--- DATA SHOWN ---

//! Plot products: one per action, driven through [`Session`].

use std::path::Path;

use itertools::Itertools;
use plotly::{
    common::Title,
    layout::{Axis, AxisType},
    Layout, Plot,
};
use tracing::warn;

use crate::{
    args::ProductArgs,
    data::{load_channels, TimeSeries},
    error::LdvwError,
    io::output_plot,
    logging,
};

pub mod coherence;
pub mod coherencegram;
mod grid;
pub mod spectrogram;
pub mod spectrum;
pub mod timeseries;

/// Contract between the dispatcher and a plot product.
pub trait Product {
    /// Name of the subcommand selecting this product.
    fn action(&self) -> &'static str;
    fn args(&self) -> &ProductArgs;
    fn channel_count(&self) -> ChannelCount;
    /// Builds the figure from the loaded channels, in command-line order.
    fn figure(&self, data: &[TimeSeries]) -> anyhow::Result<Plot>;
}

#[derive(Debug, Clone, Copy, PartialEq, Eq)]
pub struct ChannelCount {
    pub min: usize,
    pub max: Option<usize>,
}

impl ChannelCount {
    pub const fn exactly(n: usize) -> Self {
        Self {
            min: n,
            max: Some(n),
        }
    }

    pub const fn at_least(n: usize) -> Self {
        Self { min: n, max: None }
    }

    pub fn check(&self, action: &'static str, got: usize) -> Result<(), LdvwError> {
        let too_many = matches!(self.max, Some(max) if got > max);
        if got < self.min || too_many {
            return Err(LdvwError::channel_count(action, self.min, self.max, got));
        }
        Ok(())
    }
}

/// A product together with what it produced.
pub struct Session {
    product: Box<dyn Product>,
    pub plot: Option<Plot>,
    pub timeseries: Vec<TimeSeries>,
}

impl Session {
    pub fn new(product: Box<dyn Product>) -> Self {
        Self {
            product,
            plot: None,
            timeseries: vec![],
        }
    }

    pub fn action(&self) -> &'static str {
        self.product.action()
    }

    pub fn is_interactive(&self) -> bool {
        self.product.args().interactive
    }

    pub fn output(&self) -> &Path {
        &self.product.args().out
    }

    pub fn log(&self, level: u8, message: &str) {
        logging::log(level, message);
    }

    /// Loads the channels, builds the figure and writes it. Returns the exit status.
    pub fn make_plot(&mut self) -> anyhow::Result<u8> {
        let args = self.product.args();
        self.product
            .channel_count()
            .check(self.product.action(), args.chan.len())?;

        let data = load_channels(&args.input, &args.time_column, &args.chan, args.crop())?;
        for ch in &data {
            self.log(
                3,
                &format!(
                    "{}: {} samples at {} Hz from GPS {}",
                    ch.name,
                    ch.len(),
                    ch.sample_rate,
                    ch.t0
                ),
            );
        }

        let plot = self.product.figure(&data)?;
        output_plot(&plot, &args.out)?;
        self.plot = Some(plot);
        self.timeseries = data;
        Ok(0)
    }
}

pub(crate) struct AxisSpec<'a> {
    pub label: &'a str,
    pub log: bool,
    pub min: Option<f64>,
    pub max: Option<f64>,
}

impl AxisSpec<'_> {
    fn build(&self) -> Axis {
        let mut axis = Axis::default().title(Title::with_text(self.label));
        if self.log {
            axis = axis.type_(AxisType::Log);
        }
        // plotly takes log axis ranges as exponents
        let scale = |v: f64| if self.log { v.log10() } else { v };
        match (self.min, self.max) {
            (Some(min), Some(max)) => axis = axis.range(vec![scale(min), scale(max)]),
            (None, None) => {}
            _ => warn!(axis = self.label, "both limits are needed, using autorange"),
        }
        axis
    }
}

pub(crate) fn layout(title: &str, x: AxisSpec, y: AxisSpec) -> Layout {
    Layout::default()
        .title(Title::with_text(title))
        .x_axis(x.build())
        .y_axis(y.build())
}

pub(crate) fn title(args: &ProductArgs, default: impl FnOnce() -> String) -> String {
    args.title.clone().unwrap_or_else(default)
}

pub(crate) fn channel_names(data: &[TimeSeries]) -> String {
    data.iter().map(|ch| ch.name.as_str()).join(", ")
}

---

## YOUR TASK
Report all lines above with "AxisType".

## ANSWER TO THE EXERCISE
    layout::{Axis, AxisType},
            axis = axis.type_(AxisType::Log);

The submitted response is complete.